IFRS 1– First-time Adoption of IFRS: The objective of IFRS 1 is to provide guidance to financial statement preparers as to how to establish a starting point for accounting under IFRS. This is done through an opening balance sheet where opening balance sheet entries generally flow through equity to record adjustments necessary on first-time adoption. In order to arrive at a consistent starting point for all first-time adopters the IASB included in the standard a fairly prescriptive list of ‘dos’ and ‘don’ts’ that are applicable when initially adopting IFRS. This could cause some significant differences for retained earnings on the financial statements.

You may no longer have a ‘cost of goods sold’ section. An entity must present an analysis of expenses using a classification based on whichever of the following provides information that is reliable and more relevant:

  • the nature of expenses (for example, depreciation, purchases of materials, transport costs, employee benefits and advertising costs); or
  • their function within the entity (for example costs of sales, selling and administrative expenses)

IAS 16 – Property, Plant and Equipment: you can use historical cost or you can elect to use a fair value model.

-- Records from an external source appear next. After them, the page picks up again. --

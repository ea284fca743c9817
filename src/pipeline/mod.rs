//! Stage contract, decorator stages, and the assembled pipeline façade.

/// Request memoization.
pub mod cache;
/// One-at-a-time admission into the wrapped stage.
pub mod queue;
/// The unit of work and its cache key.
pub mod request;
/// The shared stage contract.
pub mod stage;
/// Latest-render-wins façade.
pub mod supersede;

pub use cache::CacheStage;
pub use queue::QueueStage;
pub use request::{DEFAULT_HEADERS, RenderRequest, RequestKey};
pub use stage::RenderStage;
pub use supersede::SupersedeStage;

use crate::foundation::cancel::CancelToken;
use crate::foundation::error::{TexforgeError, TexforgeResult};
use crate::scene::glyph::Expression;
use crate::typeset::{TypesetConfig, TypesetStage};
use crate::vector::mailbox::{GlyphFactory, TickMailbox};
use crate::vector::stage::GeometryStage;
use serde::{Deserialize, Serialize};
use std::path::{Path, PathBuf};
use std::sync::Arc;

/// Configuration for [`Pipeline::new`].
#[derive(Debug, Clone, Default, Serialize, Deserialize)]
pub struct PipelineConfig {
    /// External tool configuration.
    pub typeset: TypesetConfig,
    /// Start with the cache disabled (entries still accumulate once
    /// re-enabled).
    pub cache_disabled: bool,
}

/// Operator-facing snapshot of pipeline state. A debugging aid, not a
/// steady-state contract.
#[derive(Debug, Clone, Serialize)]
pub struct PipelineDiagnostics {
    /// Working-directory root holding per-request render directories.
    pub work_root: PathBuf,
    /// Completed cache entries.
    pub cached_entries: usize,
    /// Whether the cache is participating.
    pub cache_enabled: bool,
    /// Callers queued or executing.
    pub queue_depth: usize,
    /// Whether tessellated geometry is waiting for the host tick.
    pub mailbox_pending: bool,
}

type Chain = SupersedeStage<QueueStage<CacheStage<GeometryStage>>>;

/// The assembled compilation pipeline.
///
/// Stage order (innermost to outermost): geometry (which drives
/// typesetting) → cache → queue → supersession. The cache sees the caller's
/// exact request; the queue admits one render at a time into the external
/// tools; the supersession façade makes each new `process` call cancel the
/// previous one.
///
/// Within one instance exactly one typeset+convert subprocess pair runs at
/// a time. Independently constructed pipelines do not coordinate: treat the
/// pipeline as an effective singleton or accept subprocess contention.
///
/// The host must call [`Pipeline::pump`] from its per-tick update context;
/// mesh build-out only happens there.
pub struct Pipeline {
    chain: Chain,
    mailbox: Arc<TickMailbox>,
}

impl Pipeline {
    /// Assemble the stage chain.
    pub fn new(cfg: PipelineConfig) -> TexforgeResult<Self> {
        let mailbox = Arc::new(TickMailbox::new());
        let typeset = TypesetStage::new(cfg.typeset)?;
        let geometry = GeometryStage::new(typeset, Arc::clone(&mailbox));
        let cache = CacheStage::new(geometry);
        if cfg.cache_disabled {
            cache.disable();
        }
        let chain = SupersedeStage::new(QueueStage::new(cache));
        Ok(Self { chain, mailbox })
    }

    /// Render `request`, superseding whichever render was outstanding.
    pub fn process(&self, request: &RenderRequest) -> TexforgeResult<Expression> {
        self.chain.process(request)
    }

    /// Abort the current logical render.
    pub fn cancel(&self) {
        self.chain.cancel();
    }

    /// The most recent non-cancellation error, for inline display.
    pub fn last_error(&self) -> Option<TexforgeError> {
        self.chain.last_error()
    }

    /// Resume cache participation.
    pub fn enable_cache(&self) {
        self.cache().enable();
    }

    /// Suspend cache participation without discarding entries.
    pub fn disable_cache(&self) {
        self.cache().disable();
    }

    /// Warm cache entries for `requests` without blocking per entry.
    ///
    /// Warming enters the chain below the supersession stage, so it never
    /// cancels an interactive render; the queue still serializes the actual
    /// tool runs and identical requests dedupe at the cache. Failed entries
    /// are logged and skipped. Returns the number of requests that resolved.
    pub fn preload(&self, requests: &[RenderRequest]) -> usize {
        let queue = self.chain.inner();
        std::thread::scope(|scope| {
            let handles: Vec<_> = requests
                .iter()
                .map(|request| {
                    scope.spawn(move || queue.process(request, &CancelToken::never()))
                })
                .collect();
            let mut warmed = 0;
            for handle in handles {
                match handle.join() {
                    Ok(Ok(_)) => warmed += 1,
                    Ok(Err(e)) => tracing::warn!("preload entry failed: {e}"),
                    Err(_) => tracing::warn!("preload worker panicked"),
                }
            }
            warmed
        })
    }

    /// Host tick hook: drain pending geometry and build meshes on the
    /// calling context. Returns `true` when an expression was built.
    pub fn pump(&self, factory: &dyn GlyphFactory) -> bool {
        self.mailbox.pump(factory)
    }

    /// The mailbox shared with the host, for hosts that pump directly.
    pub fn mailbox(&self) -> Arc<TickMailbox> {
        Arc::clone(&self.mailbox)
    }

    /// Working-directory root, for operator inspection of logs and
    /// timeout sidecars.
    pub fn work_root(&self) -> &Path {
        self.geometry().typeset().work_root()
    }

    /// Snapshot pipeline state for operator inspection.
    pub fn diagnostics(&self) -> PipelineDiagnostics {
        PipelineDiagnostics {
            work_root: self.work_root().to_path_buf(),
            cached_entries: self.cache().len(),
            cache_enabled: self.cache().is_enabled(),
            queue_depth: self.chain.inner().depth(),
            mailbox_pending: self.mailbox.has_pending(),
        }
    }

    fn cache(&self) -> &CacheStage<GeometryStage> {
        self.chain.inner().inner()
    }

    fn geometry(&self) -> &GeometryStage {
        self.cache().inner()
    }
}

#[cfg(test)]
mod tests {
    use super::*;

    #[test]
    fn config_round_trips_through_serde() {
        let cfg = PipelineConfig::default();
        let json = serde_json::to_string(&cfg).unwrap();
        let back: PipelineConfig = serde_json::from_str(&json).unwrap();
        assert_eq!(back.typeset.tex_binary, cfg.typeset.tex_binary);
        assert_eq!(back.typeset.timeout, cfg.typeset.timeout);
        assert_eq!(back.cache_disabled, cfg.cache_disabled);
    }

    #[test]
    fn fresh_pipeline_reports_clean_diagnostics() {
        let pipeline = Pipeline::new(PipelineConfig::default()).unwrap();
        let d = pipeline.diagnostics();
        assert_eq!(d.cached_entries, 0);
        assert!(d.cache_enabled);
        assert_eq!(d.queue_depth, 0);
        assert!(!d.mailbox_pending);
        assert!(d.work_root.is_dir());
        assert!(pipeline.last_error().is_none());
    }

    #[test]
    fn cache_toggle_is_exposed_on_the_facade() {
        let pipeline = Pipeline::new(PipelineConfig {
            cache_disabled: true,
            ..PipelineConfig::default()
        })
        .unwrap();
        assert!(!pipeline.diagnostics().cache_enabled);
        pipeline.enable_cache();
        assert!(pipeline.diagnostics().cache_enabled);
        pipeline.disable_cache();
        assert!(!pipeline.diagnostics().cache_enabled);
    }
}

This allows you to revalue each year – but with one caveat. You must be able to reasonably and justifiably estimate fair value. Tangible assets need to be estimated with ‘reasonable certainty’, but the exercise associated with obtaining a fair value can become a challenge for intangible assets that do not have an active market. These gains and losses may affect income or comprehensive income depending on the circumstances. Now think of how depreciation expense or accumulated depreciation could be affected if the fair value model is chosen.

Significant changes in accounting in the real estate industry can be anticipated upon convergence to IFRS. These changes come courtesy of IAS 40 – Investment property – a standard which provides certain companies owning qualifying real estate properties with the option to record this property at fair value. If you choose the re-valued model, there is no requirement for depreciation on the investment property.

IAS 23 – Borrowing costs, under which the capitalisation of certain types of interest will become mandatory. In the past this was optional for firms following US or international rules.
Under IAS 11 – Construction contracts, the completed contract method is no longer allowed. Only the percentage of completion or the rarely used cost-plus methods are now permitted.
But accountants and business entities adapting the IFRS should recognise it is far from just being a technical accounting exercise. You need to consider a much wider perspective. Areas to consider in an implementation plan include:

  • your accounting resources and capabilities. The move to IFRS will require a significant amount of training and education, especially for corporate accountants responsible for maintaining financial records, those preparing the financial statements and those responsible for auditing them.
  • the effects on debt covenants and financing. For example, some long-term debt under a non-IFRS standard may constitute a current liability under the IFRS and hence debt covenant ratios could be affected.
  • budgets and forecasts may now be based on different measurement models. The financial statements emphasise the external user while the budgets focus on the internal user.
  • income and capital tax bases may change. How will taxing authorities treat items such as fair value increases?
  • compensation plans will be affected. Often they are based on income but under the IFRS income may be different. Do you really want to reward or penalise someone for something they have no control over?
  • internal controls, general ledgers, chart of accounts and systems are likely going to undergo significant change.

Countries moving to the IFRS have a number of challenges ahead of them. While not all are in agreement, many are of the opinion that international accounting and auditing standards are seen as a way of ensuring reliability and comparability in financial statements across regions and jurisdictions. They are also seen as a way to restore confidence in the accounting profession as a whole and in capital markets.